6. Markante Wegpunkte
Ebenfalls eine wichtige Rolle bei der Orientierung im Gelände spielen kleinere Auffälligkeiten in der Landschaft, die man vielleicht nicht von weitem sehen kann, die euch aber immer wieder einen bestimmten Weg markieren können. Hierzu zählen auffällig gewachsene Bäume, besondere Felsen, dicke Steine und alle anderen ungewöhnlichen Naturerscheinungen, die ihr ausfindig machen könnt. Ihr könnt sie entweder in eure Songline mit einbauen, oder euch als wichtige Wegepunkte merken. Ein Fluss oder ein Bergrücken als Orientierungshilfe ist gut und wichtig, aber wenn ihr euer Lager nicht direkt neben ihnen aufgebaut habt, dann braucht ihr etwas, woran ihr erkennt, wann ihr in welche Richtung abbiegen müsst.
7. Orientierung mit Hilfe der Sonne
Die Erde dreht sich innerhalb von 24 Stunden genau einmal gegen den Uhrzeigersinn (von Westen nach Osten) um ihre eigene Achse. Dadurch scheint sich die Sonne von Osten nach Westen über den Himmel zu bewegen, wobei sie pro Stunde um ca. 15° nach Westen wandert.
Bei der Orientierung ohne Kompass wird die Sonne zu einer perfekten Unterstützung, hierzu gibt es auch ein Arbeitsblatt.

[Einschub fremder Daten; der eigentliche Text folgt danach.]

//! Health check endpoint.

use std::sync::Arc;

use axum::{Json, extract::State};

use crate::dto::HealthResponse;
use crate::state::AppState;

/// GET /api/health - Health check endpoint.
pub async fn health(State(state): State<Arc<AppState>>) -> Json<HealthResponse> {
    Json(HealthResponse::new(state.consumer.is_started()))
}
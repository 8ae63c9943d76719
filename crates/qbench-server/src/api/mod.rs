//! API endpoint handlers.

pub mod catalog;
pub mod encoding;
pub mod health;
pub mod resource;
pub mod result;
pub mod run;
pub mod validate;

Wenn die Sonne ihren höchsten Punkt erreicht hat, steht sie auf der Nordhalbkugel genau im Süden, auf der Südhalbkugel genau im Norden und in der Äquator Gegend fast genau senkrecht über einem (Zenit). Dies könnt ihr nutzen, um anhand der Sonne die Himmelsrichtungen zu bestimmen und euch so wieder neu zu orientieren, wenn ihr nicht mehr wisst, in welche Richtung ihr gehen müsst. Am einfachsten funktioniert dies, wenn ihr eine Uhr dabei habt. Dabei müsst ihr allerdings berücksichtigen, dass sich unsere Sommerzeit entgegen der „echten“ Zeit um eine Stunde vorverschiebt. Ihr müsst also von der Uhrzeit, die auf einer Uhr angezeigt wird, eine Stunde abziehen. Habt ihr nur eine Digitaluhr dabei, lässt sich mittels Papier und Stift auch eine improvisierte Analoguhr basteln, indem ihr ein Ziffernblatt malt und die 12:00 Marke sowie den Stundenzeiger zur aktuellen Zeit eintragt.

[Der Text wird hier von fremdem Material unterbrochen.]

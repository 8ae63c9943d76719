//! In-process broker with fault injection.

use std::sync::atomic::{AtomicUsize, Ordering};
use std::sync::{Arc, Mutex, MutexGuard, PoisonError, Weak};

use async_trait::async_trait;
use rustc_hash::FxHashMap;
use tokio::sync::{mpsc, watch};

use super::{Acknowledger, Delivery, DeliveryStream, QueueChannel, QueueConnector};
use crate::error::{SchedError, SchedResult};

type PublishFilter = Box<dyn Fn(&[u8]) -> bool + Send + Sync>;
type SharedReceiver = Arc<tokio::sync::Mutex<mpsc::UnboundedReceiver<Vec<u8>>>>;

struct Queue {
    tx: mpsc::UnboundedSender<Vec<u8>>,
    rx: SharedReceiver,
}

impl Queue {
    fn new() -> Self {
        let (tx, rx) = mpsc::unbounded_channel();
        Self {
            tx,
            rx: Arc::new(tokio::sync::Mutex::new(rx)),
        }
    }
}

#[derive(Default)]
struct Faults {
    connects: usize,
    publishes: usize,
    publish_filter: Option<PublishFilter>,
}

#[derive(Default)]
struct BrokerState {
    queues: Mutex<FxHashMap<String, Queue>>,
    faults: Mutex<Faults>,
    connects: AtomicUsize,
    channels: Mutex<Vec<Weak<watch::Sender<bool>>>>,
    published: Mutex<Vec<(String, Vec<u8>)>>,
    prefetches: Mutex<Vec<u16>>,
    acked: Mutex<Vec<Vec<u8>>>,
    rejected: Mutex<Vec<(Vec<u8>, bool)>>,
}

fn lock<T>(mutex: &Mutex<T>) -> MutexGuard<'_, T> {
    mutex.lock().unwrap_or_else(PoisonError::into_inner)
}

impl BrokerState {
    fn endpoints(&self, queue: &str) -> (mpsc::UnboundedSender<Vec<u8>>, SharedReceiver) {
        let mut queues = lock(&self.queues);
        let q = queues.entry(queue.to_string()).or_insert_with(Queue::new);
        (q.tx.clone(), q.rx.clone())
    }
}

/// In-memory message broker using tokio channels.
///
/// Cloning yields another handle to the same queues. Every
/// [`connect`](QueueConnector::connect) opens an independent channel, so the
/// publisher and consumer can each own one just as they would against
/// RabbitMQ. The fault hooks let tests exercise retry, reconnect and
/// redelivery paths without a real broker.
#[derive(Clone, Default)]
pub struct InMemoryBroker {
    state: Arc<BrokerState>,
}

impl InMemoryBroker {
    /// Create a new in-memory broker.
    pub fn new() -> Self {
        Self::default()
    }

    /// Make the next `n` connection attempts fail.
    pub fn fail_next_connects(&self, n: usize) {
        lock(&self.state.faults).connects = n;
    }

    /// Make the next `n` publishes fail.
    pub fn fail_next_publishes(&self, n: usize) {
        lock(&self.state.faults).publishes = n;
    }

    /// Make every publish whose payload matches `filter` fail.
    pub fn fail_publishes_matching(&self, filter: impl Fn(&[u8]) -> bool + Send + Sync + 'static) {
        lock(&self.state.faults).publish_filter = Some(Box::new(filter));
    }

    /// Remove all injected faults.
    pub fn clear_faults(&self) {
        *lock(&self.state.faults) = Faults::default();
    }

    /// Connection attempts so far, failed ones included.
    pub fn connect_count(&self) -> usize {
        self.state.connects.load(Ordering::SeqCst)
    }

    /// Close every open channel, ending their consumers.
    pub fn disconnect_all(&self) {
        let mut channels = lock(&self.state.channels);
        for closed in channels.iter().filter_map(Weak::upgrade) {
            closed.send_replace(true);
        }
        channels.clear();
    }

    /// Enqueue a message directly, as an external producer would.
    pub fn push(&self, queue: &str, payload: impl Into<Vec<u8>>) {
        let (tx, _) = self.state.endpoints(queue);
        // The receiver lives in the queue map, so the send cannot fail.
        let _ = tx.send(payload.into());
    }

    /// Payloads successfully published to a queue, in order.
    pub fn published(&self, queue: &str) -> Vec<Vec<u8>> {
        lock(&self.state.published)
            .iter()
            .filter(|(q, _)| q == queue)
            .map(|(_, payload)| payload.clone())
            .collect()
    }

    /// Prefetch windows requested by consumers, in order.
    pub fn prefetches(&self) -> Vec<u16> {
        lock(&self.state.prefetches).clone()
    }

    /// Payloads acknowledged by consumers.
    pub fn acked(&self) -> Vec<Vec<u8>> {
        lock(&self.state.acked).clone()
    }

    /// Payloads rejected by consumers, with their requeue flag.
    pub fn rejected(&self) -> Vec<(Vec<u8>, bool)> {
        lock(&self.state.rejected).clone()
    }
}

#[async_trait]
impl QueueConnector for InMemoryBroker {
    async fn connect(&self) -> SchedResult<Box<dyn QueueChannel>> {
        self.state.connects.fetch_add(1, Ordering::SeqCst);
        {
            let mut faults = lock(&self.state.faults);
            if faults.connects > 0 {
                faults.connects -= 1;
                return Err(SchedError::Connection(
                    "injected connection failure".to_string(),
                ));
            }
        }

        let (closed, _) = watch::channel(false);
        let closed = Arc::new(closed);
        lock(&self.state.channels).push(Arc::downgrade(&closed));

        Ok(Box::new(InMemoryChannel {
            state: self.state.clone(),
            closed,
        }))
    }
}

struct InMemoryChannel {
    state: Arc<BrokerState>,
    closed: Arc<watch::Sender<bool>>,
}

impl InMemoryChannel {
    fn ensure_open(&self) -> SchedResult<()> {
        if *self.closed.borrow() {
            Err(SchedError::Broker("channel is closed".to_string()))
        } else {
            Ok(())
        }
    }
}

#[async_trait]
impl QueueChannel for InMemoryChannel {
    async fn declare_queue(&self, queue: &str) -> SchedResult<()> {
        self.ensure_open()?;
        self.state.endpoints(queue);
        Ok(())
    }

    async fn publish(&self, queue: &str, payload: &[u8]) -> SchedResult<()> {
        self.ensure_open()?;
        {
            let mut faults = lock(&self.state.faults);
            if faults.publishes > 0 {
                faults.publishes -= 1;
                return Err(SchedError::Broker("injected publish failure".to_string()));
            }
            if faults.publish_filter.as_ref().is_some_and(|f| f(payload)) {
                return Err(SchedError::Broker("injected publish failure".to_string()));
            }
        }

        let (tx, _) = self.state.endpoints(queue);
        tx.send(payload.to_vec())
            .map_err(|e| SchedError::Broker(e.to_string()))?;
        lock(&self.state.published).push((queue.to_string(), payload.to_vec()));
        Ok(())
    }

    async fn consume(
        &self,
        queue: &str,
        prefetch: u16,
        _consumer_tag: &str,
    ) -> SchedResult<Box<dyn DeliveryStream>> {
        self.ensure_open()?;
        lock(&self.state.prefetches).push(prefetch);
        let (tx, rx) = self.state.endpoints(queue);
        Ok(Box::new(InMemoryDeliveries {
            state: self.state.clone(),
            tx,
            rx,
            closed: self.closed.subscribe(),
        }))
    }

    async fn close(&self) -> SchedResult<()> {
        self.closed.send_replace(true);
        Ok(())
    }

    fn is_open(&self) -> bool {
        !*self.closed.borrow()
    }
}

struct InMemoryDeliveries {
    state: Arc<BrokerState>,
    tx: mpsc::UnboundedSender<Vec<u8>>,
    rx: SharedReceiver,
    closed: watch::Receiver<bool>,
}

async fn wait_closed(closed: &mut watch::Receiver<bool>) {
    loop {
        if *closed.borrow_and_update() {
            return;
        }
        if closed.changed().await.is_err() {
            return;
        }
    }
}

#[async_trait]
impl DeliveryStream for InMemoryDeliveries {
    async fn next(&mut self) -> Option<SchedResult<Delivery>> {
        let rx = self.rx.clone();
        let closed = &mut self.closed;

        let payload = tokio::select! {
            biased;
            _ = wait_closed(closed) => None,
            payload = async move { rx.lock().await.recv().await } => payload,
        }?;

        Some(Ok(Delivery::new(
            payload.clone(),
            InMemoryAcker {
                state: self.state.clone(),
                tx: self.tx.clone(),
                payload,
            },
        )))
    }
}

struct InMemoryAcker {
    state: Arc<BrokerState>,
    tx: mpsc::UnboundedSender<Vec<u8>>,
    payload: Vec<u8>,
}

#[async_trait]
impl Acknowledger for InMemoryAcker {
    async fn ack(&self) -> SchedResult<()> {
        lock(&self.state.acked).push(self.payload.clone());
        Ok(())
    }

    async fn nack(&self, requeue: bool) -> SchedResult<()> {
        lock(&self.state.rejected).push((self.payload.clone(), requeue));
        if requeue {
            self.tx
                .send(self.payload.clone())
                .map_err(|e| SchedError::Broker(e.to_string()))?;
        }
        Ok(())
    }
}

#[cfg(test)]
mod tests {
    use super::*;
    use std::time::Duration;

    #[tokio::test]
    async fn test_publish_and_consume() {
        let broker = InMemoryBroker::new();
        let publisher = broker.connect().await.unwrap();
        let consumer = broker.connect().await.unwrap();

        publisher.declare_queue("task_queue").await.unwrap();
        publisher.publish("task_queue", b"hello").await.unwrap();

        let mut stream = consumer.consume("task_queue", 1, "test").await.unwrap();
        let delivery = stream.next().await.unwrap().unwrap();
        assert_eq!(delivery.payload, b"hello");
        delivery.ack().await.unwrap();

        assert_eq!(broker.acked(), vec![b"hello".to_vec()]);
        assert_eq!(broker.published("task_queue"), vec![b"hello".to_vec()]);
        assert_eq!(broker.prefetches(), vec![1]);
        assert_eq!(broker.connect_count(), 2);
    }

    #[tokio::test]
    async fn test_injected_publish_failures() {
        let broker = InMemoryBroker::new();
        let channel = broker.connect().await.unwrap();

        broker.fail_next_publishes(1);
        assert!(channel.publish("q", b"a").await.is_err());
        assert!(channel.publish("q", b"b").await.is_ok());

        broker.fail_publishes_matching(|p| p == b"c");
        assert!(channel.publish("q", b"c").await.is_err());
        assert!(channel.publish("q", b"d").await.is_ok());

        assert_eq!(broker.published("q"), vec![b"b".to_vec(), b"d".to_vec()]);
    }

    #[tokio::test]
    async fn test_closed_channel_rejects_publish() {
        let broker = InMemoryBroker::new();
        let channel = broker.connect().await.unwrap();
        channel.close().await.unwrap();
        assert!(!channel.is_open());
        assert!(channel.publish("q", b"x").await.is_err());
    }

    #[tokio::test]
    async fn test_disconnect_ends_stream() {
        let broker = InMemoryBroker::new();
        let channel = broker.connect().await.unwrap();
        let mut stream = channel.consume("result_queue", 1, "test").await.unwrap();

        let waiter = tokio::spawn(async move { stream.next().await.is_none() });
        tokio::time::sleep(Duration::from_millis(10)).await;
        broker.disconnect_all();

        assert!(waiter.await.unwrap());
        assert!(!channel.is_open());
    }

    #[tokio::test]
    async fn test_nack_requeue() {
        let broker = InMemoryBroker::new();
        broker.push("q", b"again".to_vec());
        let channel = broker.connect().await.unwrap();
        let mut stream = channel.consume("q", 1, "test").await.unwrap();

        stream.next().await.unwrap().unwrap().nack(true).await.unwrap();
        let redelivered = stream.next().await.unwrap().unwrap();
        assert_eq!(redelivered.payload, b"again");
        redelivered.nack(false).await.unwrap();

        assert_eq!(
            broker.rejected(),
            vec![(b"again".to_vec(), true), (b"again".to_vec(), false)]
        );
    }
}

Die Technik ist umso genauer, je weiter man vom Äquator entfernt ist. Haltet dafür eure Uhr waagerecht, und richtet den Stundenzeiger genau auf die Sonne. Um noch genauer zu sein, könnt ihr diesen auch anhand des Schattenwurfs eines geraden Objektes ausrichten. Nun denkt euch eine Linie, die den Winkel zwischen dem Stundenzeiger und der 12:00 Uhr Marke genau in der Hälfte teilt. Diese gedachte Linie zeigt auf der Nordhalbkugel in Richtung Süden. Eine Ausnahme bildet die Zeit vor 06:00 und nach 18:00 Uhr. Hier zeigt die gedachte Linie nach Norden – vorausgesetzt man kann die Sonne um diese Zeit schon sehen. Auf der Südhalbkugel richtet man hingegen die 12:00-Marke auf die Sonne und halbiert den Winkel bis zum Stundenzeiger. Die dabei entstehende gedachte Linie zeigt (zwischen 06:00 und 18:00) nach Norden.

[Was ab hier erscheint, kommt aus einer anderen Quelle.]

//! Inspect command implementation.
//!
//! Print the metrics of a valid circuit file.

use anyhow::Result;
use console::style;
use serde::Serialize;

use qbench_circuit::{Circuit, CircuitError};

use super::common::{OutputFormat, load_document};

/// Metrics reported for a circuit.
#[derive(Debug, Serialize)]
pub struct CircuitSummary {
    pub qubit_count: u32,
    pub occupied_qubits: u32,
    pub depth: usize,
    pub gate_count: usize,
    pub inputs: Vec<u32>,
    pub gates: Vec<(String, usize)>,
}

impl CircuitSummary {
    pub fn of(circuit: &Circuit) -> Self {
        let mut gates: Vec<(String, usize)> = Vec::new();
        for gate in circuit.gates() {
            let name = gate.gate.name();
            match gates.iter_mut().find(|(n, _)| n == name) {
                Some((_, count)) => *count += 1,
                None => gates.push((name.to_string(), 1)),
            }
        }

        Self {
            qubit_count: circuit
                .declared_qubit_count()
                .unwrap_or_else(|| circuit.derived_qubit_count()),
            occupied_qubits: circuit.occupied_qubit_count(),
            depth: circuit.depth(),
            gate_count: circuit.gate_count(),
            inputs: circuit.input_indices(),
            gates,
        }
    }
}

/// Execute the inspect command.
pub fn execute(input: &str, format: &str) -> Result<()> {
    let doc = load_document(input)?;

    let circuit = Circuit::from_value(&doc).map_err(|e| match e {
        CircuitError::Invalid { errors } => anyhow::anyhow!(
            "{input} is not a valid circuit:\n  - {}",
            errors.join("\n  - ")
        ),
        other => anyhow::anyhow!("Failed to decode {input}: {other}"),
    })?;

    let summary = CircuitSummary::of(&circuit);

    match OutputFormat::parse(format) {
        OutputFormat::Json => println!("{}", serde_json::to_string_pretty(&summary)?),
        OutputFormat::Table => print_summary(input, &summary),
    }

    Ok(())
}

fn print_summary(input: &str, summary: &CircuitSummary) {
    println!("{} {}", style("Circuit").cyan().bold(), style(input).dim());
    println!("  Qubits:     {}", style(summary.qubit_count).yellow());
    if summary.occupied_qubits != summary.qubit_count {
        println!(
            "  Occupied:   {} (controls included)",
            style(summary.occupied_qubits).yellow()
        );
    }
    println!("  Depth:      {}", style(summary.depth).yellow());
    println!("  Gates:      {}", style(summary.gate_count).yellow());

    let inputs: Vec<String> = summary.inputs.iter().map(|k| format!("input_{k}")).collect();
    println!("  Inputs:     {}", inputs.join(", "));

    println!();
    println!("  Gate counts:");
    for (name, count) in &summary.gates {
        println!("    {:<8} {:>5}", style(name).cyan(), count);
    }
}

Wenn ihr keine Uhr, dafür aber etwas Zeit habt, könnt ihr die Himmelsrichtungen auch mit einem Stock bestimmen, den ihr an einer ebenen Stelle senkrecht in den Boden steckt, sodass sein Schatten gut sichtbar ist. Nun markiert ihr das Ende des Schattens mit einem Stein oder etwas ähnlichem und wartet, bis der Schatten ein gutes Stück weitergewandert ist. Je länger ihr wartet, desto genauer wird die Bestimmung. Das Minimum, damit es funktioniert ist aber eine viertel Stunde. Wenn ihr so weit seid, markiert auch das neue Ende des Schattens mit einem Stein und verbindet beide Markierungen mit einer Linie oder einem geraden Stock. Diese Linie verläuft nun ungefähr in Ost-West-Richtung, wobei die zuerst gesetzte Markierung in West-, die zweite in Ostrichtung weist.